THE DATA

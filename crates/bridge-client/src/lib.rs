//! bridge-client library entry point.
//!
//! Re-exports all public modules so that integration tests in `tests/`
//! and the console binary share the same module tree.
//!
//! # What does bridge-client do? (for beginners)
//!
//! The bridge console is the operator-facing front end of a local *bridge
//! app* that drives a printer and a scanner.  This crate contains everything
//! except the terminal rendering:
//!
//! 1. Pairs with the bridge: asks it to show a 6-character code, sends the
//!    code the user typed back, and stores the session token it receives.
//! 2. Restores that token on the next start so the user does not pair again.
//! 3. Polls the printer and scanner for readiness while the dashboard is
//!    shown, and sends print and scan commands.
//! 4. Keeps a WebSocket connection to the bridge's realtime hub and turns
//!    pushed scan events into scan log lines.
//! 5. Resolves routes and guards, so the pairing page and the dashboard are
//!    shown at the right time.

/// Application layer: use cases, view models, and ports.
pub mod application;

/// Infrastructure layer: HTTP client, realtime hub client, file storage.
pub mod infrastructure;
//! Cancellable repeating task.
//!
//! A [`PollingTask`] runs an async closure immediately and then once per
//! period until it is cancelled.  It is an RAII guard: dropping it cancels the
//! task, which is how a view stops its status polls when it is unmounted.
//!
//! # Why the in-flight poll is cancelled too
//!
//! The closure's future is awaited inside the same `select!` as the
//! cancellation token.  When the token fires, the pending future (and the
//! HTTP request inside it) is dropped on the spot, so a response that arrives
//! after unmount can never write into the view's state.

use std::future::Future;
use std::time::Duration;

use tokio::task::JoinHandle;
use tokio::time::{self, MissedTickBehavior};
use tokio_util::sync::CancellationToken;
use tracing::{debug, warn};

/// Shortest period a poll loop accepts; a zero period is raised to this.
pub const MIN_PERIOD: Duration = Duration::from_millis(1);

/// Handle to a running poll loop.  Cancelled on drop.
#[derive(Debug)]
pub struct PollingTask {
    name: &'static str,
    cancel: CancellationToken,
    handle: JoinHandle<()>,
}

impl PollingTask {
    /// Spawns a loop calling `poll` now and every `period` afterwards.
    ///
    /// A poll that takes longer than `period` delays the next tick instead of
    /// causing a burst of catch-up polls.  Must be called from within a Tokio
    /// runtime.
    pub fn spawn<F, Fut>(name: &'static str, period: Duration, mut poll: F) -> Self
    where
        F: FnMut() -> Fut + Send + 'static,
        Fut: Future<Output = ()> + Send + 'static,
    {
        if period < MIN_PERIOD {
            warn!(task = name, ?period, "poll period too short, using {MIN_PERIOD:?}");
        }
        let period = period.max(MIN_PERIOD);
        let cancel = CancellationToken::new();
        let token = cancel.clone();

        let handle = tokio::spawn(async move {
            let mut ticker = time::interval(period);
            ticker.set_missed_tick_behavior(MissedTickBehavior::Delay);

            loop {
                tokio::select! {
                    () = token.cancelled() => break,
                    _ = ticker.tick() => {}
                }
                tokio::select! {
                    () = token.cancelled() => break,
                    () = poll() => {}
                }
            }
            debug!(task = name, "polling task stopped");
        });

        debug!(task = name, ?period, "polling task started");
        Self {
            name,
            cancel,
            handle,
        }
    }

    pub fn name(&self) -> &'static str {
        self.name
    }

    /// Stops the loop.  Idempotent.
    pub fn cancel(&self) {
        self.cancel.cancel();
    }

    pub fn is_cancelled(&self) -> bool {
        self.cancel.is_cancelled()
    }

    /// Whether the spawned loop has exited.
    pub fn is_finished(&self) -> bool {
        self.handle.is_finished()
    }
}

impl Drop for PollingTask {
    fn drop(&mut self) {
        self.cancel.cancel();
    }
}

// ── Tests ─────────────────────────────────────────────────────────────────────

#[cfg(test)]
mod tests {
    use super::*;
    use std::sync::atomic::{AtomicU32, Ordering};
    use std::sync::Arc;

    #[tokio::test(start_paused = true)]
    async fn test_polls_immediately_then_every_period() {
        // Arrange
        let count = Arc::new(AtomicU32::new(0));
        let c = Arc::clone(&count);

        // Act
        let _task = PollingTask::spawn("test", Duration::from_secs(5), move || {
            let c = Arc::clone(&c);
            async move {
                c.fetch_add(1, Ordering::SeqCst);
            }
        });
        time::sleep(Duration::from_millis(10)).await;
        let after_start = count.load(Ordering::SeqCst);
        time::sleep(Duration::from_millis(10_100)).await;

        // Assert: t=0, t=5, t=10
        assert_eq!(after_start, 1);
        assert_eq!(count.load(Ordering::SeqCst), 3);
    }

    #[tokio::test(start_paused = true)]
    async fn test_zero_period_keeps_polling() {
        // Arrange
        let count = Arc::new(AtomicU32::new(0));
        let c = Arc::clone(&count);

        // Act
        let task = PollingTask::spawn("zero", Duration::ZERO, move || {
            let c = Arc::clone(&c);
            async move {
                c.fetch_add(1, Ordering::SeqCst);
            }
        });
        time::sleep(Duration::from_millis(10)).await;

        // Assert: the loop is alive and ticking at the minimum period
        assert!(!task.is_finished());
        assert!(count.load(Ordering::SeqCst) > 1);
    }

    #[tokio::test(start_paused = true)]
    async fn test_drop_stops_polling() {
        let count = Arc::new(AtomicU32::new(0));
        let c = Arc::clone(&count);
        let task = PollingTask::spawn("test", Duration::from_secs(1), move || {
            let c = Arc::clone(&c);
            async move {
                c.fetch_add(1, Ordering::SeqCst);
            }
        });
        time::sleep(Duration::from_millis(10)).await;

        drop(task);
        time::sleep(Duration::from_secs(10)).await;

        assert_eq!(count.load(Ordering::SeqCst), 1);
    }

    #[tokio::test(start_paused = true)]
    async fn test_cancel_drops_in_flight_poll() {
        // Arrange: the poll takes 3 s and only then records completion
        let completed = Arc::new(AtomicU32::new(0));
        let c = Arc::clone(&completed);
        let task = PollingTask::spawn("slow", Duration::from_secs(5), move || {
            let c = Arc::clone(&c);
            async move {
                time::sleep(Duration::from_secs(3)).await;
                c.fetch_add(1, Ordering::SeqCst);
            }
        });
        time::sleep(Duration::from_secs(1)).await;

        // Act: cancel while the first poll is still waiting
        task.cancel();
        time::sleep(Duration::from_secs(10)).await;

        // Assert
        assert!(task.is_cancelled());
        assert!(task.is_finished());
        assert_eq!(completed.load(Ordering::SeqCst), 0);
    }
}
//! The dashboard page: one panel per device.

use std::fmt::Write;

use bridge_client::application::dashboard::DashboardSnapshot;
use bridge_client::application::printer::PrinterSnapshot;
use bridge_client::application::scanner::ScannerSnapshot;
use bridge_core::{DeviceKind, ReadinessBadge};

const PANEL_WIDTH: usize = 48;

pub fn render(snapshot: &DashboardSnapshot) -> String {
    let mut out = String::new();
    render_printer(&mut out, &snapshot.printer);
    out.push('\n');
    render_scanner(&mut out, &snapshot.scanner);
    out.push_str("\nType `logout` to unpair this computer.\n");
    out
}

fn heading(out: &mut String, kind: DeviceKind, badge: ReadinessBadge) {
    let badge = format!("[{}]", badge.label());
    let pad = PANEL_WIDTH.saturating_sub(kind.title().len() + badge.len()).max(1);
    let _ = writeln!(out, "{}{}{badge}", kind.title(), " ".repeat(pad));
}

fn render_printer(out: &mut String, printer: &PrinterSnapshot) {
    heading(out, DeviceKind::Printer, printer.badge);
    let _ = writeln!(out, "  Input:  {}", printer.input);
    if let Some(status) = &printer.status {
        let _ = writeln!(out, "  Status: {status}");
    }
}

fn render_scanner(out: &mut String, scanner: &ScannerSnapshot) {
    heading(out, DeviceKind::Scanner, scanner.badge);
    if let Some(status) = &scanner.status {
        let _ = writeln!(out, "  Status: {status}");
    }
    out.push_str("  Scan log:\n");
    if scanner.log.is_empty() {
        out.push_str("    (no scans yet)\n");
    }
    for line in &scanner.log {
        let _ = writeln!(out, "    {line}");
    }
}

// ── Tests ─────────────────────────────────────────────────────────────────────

==

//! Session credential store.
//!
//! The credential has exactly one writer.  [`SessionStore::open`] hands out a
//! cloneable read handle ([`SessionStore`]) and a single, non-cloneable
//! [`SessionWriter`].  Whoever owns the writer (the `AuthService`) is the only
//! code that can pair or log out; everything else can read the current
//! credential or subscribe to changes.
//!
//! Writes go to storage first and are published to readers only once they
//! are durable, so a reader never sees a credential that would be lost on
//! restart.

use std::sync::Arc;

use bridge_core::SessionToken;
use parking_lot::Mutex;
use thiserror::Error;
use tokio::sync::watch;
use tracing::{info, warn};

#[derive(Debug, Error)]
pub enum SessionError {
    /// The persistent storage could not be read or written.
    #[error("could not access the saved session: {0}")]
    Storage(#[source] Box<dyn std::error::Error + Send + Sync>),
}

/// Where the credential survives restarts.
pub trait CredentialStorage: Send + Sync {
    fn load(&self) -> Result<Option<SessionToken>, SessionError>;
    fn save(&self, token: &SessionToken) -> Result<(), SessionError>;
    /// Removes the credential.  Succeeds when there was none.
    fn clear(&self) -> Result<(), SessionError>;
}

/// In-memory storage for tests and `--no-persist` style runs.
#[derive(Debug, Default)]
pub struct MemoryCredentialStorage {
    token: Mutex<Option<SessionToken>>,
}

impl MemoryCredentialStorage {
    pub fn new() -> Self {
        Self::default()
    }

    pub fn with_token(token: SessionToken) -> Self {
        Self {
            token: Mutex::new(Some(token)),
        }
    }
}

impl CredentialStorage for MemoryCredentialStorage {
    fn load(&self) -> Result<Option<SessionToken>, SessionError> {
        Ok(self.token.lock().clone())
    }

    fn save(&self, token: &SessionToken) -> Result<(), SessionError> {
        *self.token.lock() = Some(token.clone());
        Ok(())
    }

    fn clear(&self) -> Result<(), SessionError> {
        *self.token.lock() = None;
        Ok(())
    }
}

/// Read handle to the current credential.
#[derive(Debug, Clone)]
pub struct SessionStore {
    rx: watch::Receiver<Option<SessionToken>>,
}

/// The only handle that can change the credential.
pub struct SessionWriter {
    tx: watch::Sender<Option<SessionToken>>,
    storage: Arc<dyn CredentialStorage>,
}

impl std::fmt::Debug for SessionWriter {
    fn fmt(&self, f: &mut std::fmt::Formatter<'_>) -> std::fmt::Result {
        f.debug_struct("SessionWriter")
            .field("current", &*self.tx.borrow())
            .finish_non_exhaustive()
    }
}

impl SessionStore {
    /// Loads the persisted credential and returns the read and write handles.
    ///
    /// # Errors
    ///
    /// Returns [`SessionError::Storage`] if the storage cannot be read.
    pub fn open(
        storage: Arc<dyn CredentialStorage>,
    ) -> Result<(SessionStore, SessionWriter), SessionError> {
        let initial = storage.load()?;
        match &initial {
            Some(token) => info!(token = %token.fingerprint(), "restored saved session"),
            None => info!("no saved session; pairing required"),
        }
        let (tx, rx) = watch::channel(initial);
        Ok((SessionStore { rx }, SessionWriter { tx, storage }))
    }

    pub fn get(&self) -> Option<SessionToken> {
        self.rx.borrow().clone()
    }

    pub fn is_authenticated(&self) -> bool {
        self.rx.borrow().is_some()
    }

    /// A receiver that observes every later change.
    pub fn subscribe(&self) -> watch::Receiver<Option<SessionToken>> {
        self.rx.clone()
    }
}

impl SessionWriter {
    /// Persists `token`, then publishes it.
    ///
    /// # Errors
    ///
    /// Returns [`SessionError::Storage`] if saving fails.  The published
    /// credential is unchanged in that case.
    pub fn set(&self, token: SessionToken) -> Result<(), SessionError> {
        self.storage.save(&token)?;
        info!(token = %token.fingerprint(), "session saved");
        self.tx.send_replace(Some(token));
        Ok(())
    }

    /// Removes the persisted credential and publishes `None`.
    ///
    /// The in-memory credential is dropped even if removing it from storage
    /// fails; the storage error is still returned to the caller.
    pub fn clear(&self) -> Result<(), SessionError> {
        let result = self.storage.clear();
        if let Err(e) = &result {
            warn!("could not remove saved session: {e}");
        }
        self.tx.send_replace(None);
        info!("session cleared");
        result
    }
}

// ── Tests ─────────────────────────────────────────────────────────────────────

WORK INSTRUCTIONS
Find every line above that contains the word "String", and return each one.

WORKED SOLUTION
pub fn render(snapshot: &DashboardSnapshot) -> String {
    let mut out = String::new();
fn heading(out: &mut String, kind: DeviceKind, badge: ReadinessBadge) {
fn render_printer(out: &mut String, printer: &PrinterSnapshot) {
fn render_scanner(out: &mut String, scanner: &ScannerSnapshot) {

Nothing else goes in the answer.